Please find every line of the listing below where "accepted" occurs and copy it.

DATA SHOWN.
[Start of section]
//! Request and portfolio specification types.

use crate::config::EngineConfig;
use crate::error::{RiskError, RiskResult};
use chrono::NaiveDate;
use serde::{Deserialize, Serialize};
use std::collections::HashSet;

/// Maximum number of holdings accepted in one request.
pub const MAX_HOLDINGS: usize = 10;

/// An analysis request as submitted by the presentation layer.
///
/// Weights are on the percentage scale (0-100) and must sum to 100 within
/// the configured tolerance. The engine normalizes them to fractions when
/// building the [`PortfolioSpec`].
#[derive(Debug, Clone, Serialize, Deserialize)]
pub struct AnalysisRequest {
    /// Requested ticker symbols.
    pub tickers: Vec<String>,

    /// Portfolio weights in percent, parallel to `tickers`.
    pub weights: Vec<f64>,

    /// Start of the analysis range (inclusive).
    pub start_date: NaiveDate,

    /// End of the analysis range (inclusive).
    pub end_date: NaiveDate,
}

impl AnalysisRequest {
    /// Creates a request from parts.
    #[must_use]
    pub fn new(
        tickers: Vec<String>,
        weights: Vec<f64>,
        start_date: NaiveDate,
        end_date: NaiveDate,
    ) -> Self {
        Self {
            tickers,
            weights,
            start_date,
            end_date,
        }
    }
}

/// A single validated holding: ticker plus fractional weight.
#[derive(Debug, Clone, PartialEq, Serialize, Deserialize)]
pub struct Holding {
    /// Ticker symbol.
    pub ticker: String,

    /// Weight as a fraction of the portfolio (0.0-1.0).
    pub weight: f64,
}

/// A validated, immutable portfolio specification.
///
/// Created from an [`AnalysisRequest`] exactly once; all invariants are
/// checked at construction and hold for the lifetime of the value:
///
/// - 1 to [`MAX_HOLDINGS`] holdings
/// - tickers unique and non-empty
/// - weights non-negative, summing to 1.0 within tolerance
/// - start date strictly before end date
#[derive(Debug, Clone, PartialEq, Serialize, Deserialize)]
pub struct PortfolioSpec {
    holdings: Vec<Holding>,
}

impl PortfolioSpec {
    /// Validates a request and builds the normalized specification.
    ///
    /// # Errors
    ///
    /// Returns [`RiskError::Validation`] when the request is malformed:
    /// zero or too many holdings, mismatched ticker/weight lengths,
    /// duplicate or empty tickers, negative or non-finite weights, a weight
    /// sum outside `100 ± tolerance`, or a start date not before the end
    /// date.
    pub fn from_request(request: &AnalysisRequest, config: &EngineConfig) -> RiskResult<Self> {
        if request.tickers.is_empty() {
            return Err(RiskError::validation("at least one holding is required"));
        }

        if request.tickers.len() > MAX_HOLDINGS {
            return Err(RiskError::validation(format!(
                "at most {MAX_HOLDINGS} holdings are supported, got {}",
                request.tickers.len()
            )));
        }

        if request.tickers.len() != request.weights.len() {
            return Err(RiskError::validation(format!(
                "{} tickers but {} weights",
                request.tickers.len(),
                request.weights.len()
            )));
        }

        let mut seen = HashSet::new();
        for ticker in &request.tickers {
            if ticker.trim().is_empty() {
                return Err(RiskError::validation("ticker symbols must be non-empty"));
            }
            if !seen.insert(ticker.as_str()) {
                return Err(RiskError::validation(format!("duplicate ticker '{ticker}'")));
            }
        }

        for (ticker, &weight) in request.tickers.iter().zip(&request.weights) {
            if !weight.is_finite() || weight < 0.0 {
                return Err(RiskError::validation(format!(
                    "weight for '{ticker}' must be a non-negative number, got {weight}"
                )));
            }
        }

        let total: f64 = request.weights.iter().sum();
        if (total - 100.0).abs() > config.weight_sum_tolerance {
            return Err(RiskError::validation(format!(
                "weights must sum to 100% (±{}), currently sum to {total}%",
                config.weight_sum_tolerance
            )));
        }

        if request.start_date >= request.end_date {
            return Err(RiskError::validation(format!(
                "start date {} must be before end date {}",
                request.start_date, request.end_date
            )));
        }

        let holdings = request
            .tickers
            .iter()
            .zip(&request.weights)
            .map(|(ticker, &weight)| Holding {
                ticker: ticker.clone(),
                weight: weight / 100.0,
            })
            .collect();

        Ok(Self { holdings })
    }

    /// The validated holdings in request order.
    #[must_use]
    pub fn holdings(&self) -> &[Holding] {
        &self.holdings
    }

    /// Number of holdings.
    #[must_use]
    pub fn len(&self) -> usize {
        self.holdings.len()
    }

    /// Always false: a spec cannot be built without holdings.
    #[must_use]
    pub fn is_empty(&self) -> bool {
        self.holdings.is_empty()
    }

    /// Ticker symbols in request order.
    #[must_use]
    pub fn tickers(&self) -> Vec<String> {
        self.holdings.iter().map(|h| h.ticker.clone()).collect()
    }

    /// Fractional weights in request order.
    #[must_use]
    pub fn weights(&self) -> Vec<f64> {
        self.holdings.iter().map(|h| h.weight).collect()
    }
}

#[cfg(test)]
mod tests {
    use super::*;

    fn date(y: i32, m: u32, d: u32) -> NaiveDate {
        NaiveDate::from_ymd_opt(y, m, d).unwrap()
    }

    fn request(tickers: &[&str], weights: &[f64]) -> AnalysisRequest {
        AnalysisRequest::new(
            tickers.iter().map(|t| t.to_string()).collect(),
            weights.to_vec(),
            date(2023, 1, 1),
            date(2023, 12, 31),
        )
    }

    #[test]
    fn test_valid_spec_normalizes_weights() {
        let spec =
            PortfolioSpec::from_request(&request(&["AAPL", "MSFT"], &[60.0, 40.0]), &EngineConfig::default())
                .unwrap();

        assert_eq!(spec.len(), 2);
        assert_eq!(spec.tickers(), vec!["AAPL", "MSFT"]);

        let sum: f64 = spec.weights().iter().sum();
        assert!((sum - 1.0).abs() < 0.001);
        assert!((spec.holdings()[0].weight - 0.6).abs() < 1e-12);
    }

    #[test]
    fn test_weight_sum_tolerance() {
        let config = EngineConfig::default();

        // Within ±0.1 is accepted
        assert!(PortfolioSpec::from_request(&request(&["A", "B"], &[50.05, 50.0]), &config).is_ok());

        // Outside is rejected
        let err =
            PortfolioSpec::from_request(&request(&["A", "B"], &[60.0, 50.0]), &config).unwrap_err();
        assert!(matches!(err, RiskError::Validation { .. }));
        assert!(err.to_string().contains("sum to 100%"));
    }

    #[test]
    fn test_empty_portfolio_rejected() {
        let err = PortfolioSpec::from_request(&request(&[], &[]), &EngineConfig::default())
            .unwrap_err();
        assert!(err.to_string().contains("at least one holding"));
    }

    #[test]
    fn test_too_many_holdings_rejected() {
        let tickers: Vec<String> = (0..11).map(|i| format!("T{i}")).collect();
        let weights = vec![100.0 / 11.0; 11];
        let request = AnalysisRequest::new(tickers, weights, date(2023, 1, 1), date(2023, 6, 1));

        let err = PortfolioSpec::from_request(&request, &EngineConfig::default()).unwrap_err();
        assert!(err.to_string().contains("at most 10"));
    }

    #[test]
    fn test_duplicate_ticker_rejected() {
        let err = PortfolioSpec::from_request(
            &request(&["AAPL", "AAPL"], &[50.0, 50.0]),
            &EngineConfig::default(),
        )
        .unwrap_err();
        assert!(err.to_string().contains("duplicate ticker 'AAPL'"));
    }

    #[test]
    fn test_negative_weight_rejected() {
        let err = PortfolioSpec::from_request(
            &request(&["AAPL", "MSFT"], &[110.0, -10.0]),
            &EngineConfig::default(),
        )
        .unwrap_err();
        assert!(err.to_string().contains("non-negative"));
    }

    #[test]
    fn test_length_mismatch_rejected() {
        let err = PortfolioSpec::from_request(
            &request(&["AAPL", "MSFT"], &[100.0]),
            &EngineConfig::default(),
        )
        .unwrap_err();
        assert!(err.to_string().contains("2 tickers but 1 weights"));
    }

    #[test]
    fn test_inverted_date_range_rejected() {
        let request = AnalysisRequest::new(
            vec!["AAPL".to_string()],
            vec![100.0],
            date(2023, 6, 1),
            date(2023, 1, 1),
        );

        let err = PortfolioSpec::from_request(&request, &EngineConfig::default()).unwrap_err();
        assert!(err.to_string().contains("before end date"));
    }

    #[test]
    fn test_request_serde_round_trip() {
        let request = request(&["AAPL", "MSFT"], &[60.0, 40.0]);
        let json = serde_json::to_string(&request).unwrap();
        assert!(json.contains("\"start_date\":\"2023-01-01\""));

        let parsed: AnalysisRequest = serde_json::from_str(&json).unwrap();
        assert_eq!(parsed.tickers, request.tickers);
        assert_eq!(parsed.end_date, request.end_date);
    }
}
[End of section]
SOLVED EXERCISE.
/// Maximum number of holdings accepted in one request.
        // Within ±0.1 is accepted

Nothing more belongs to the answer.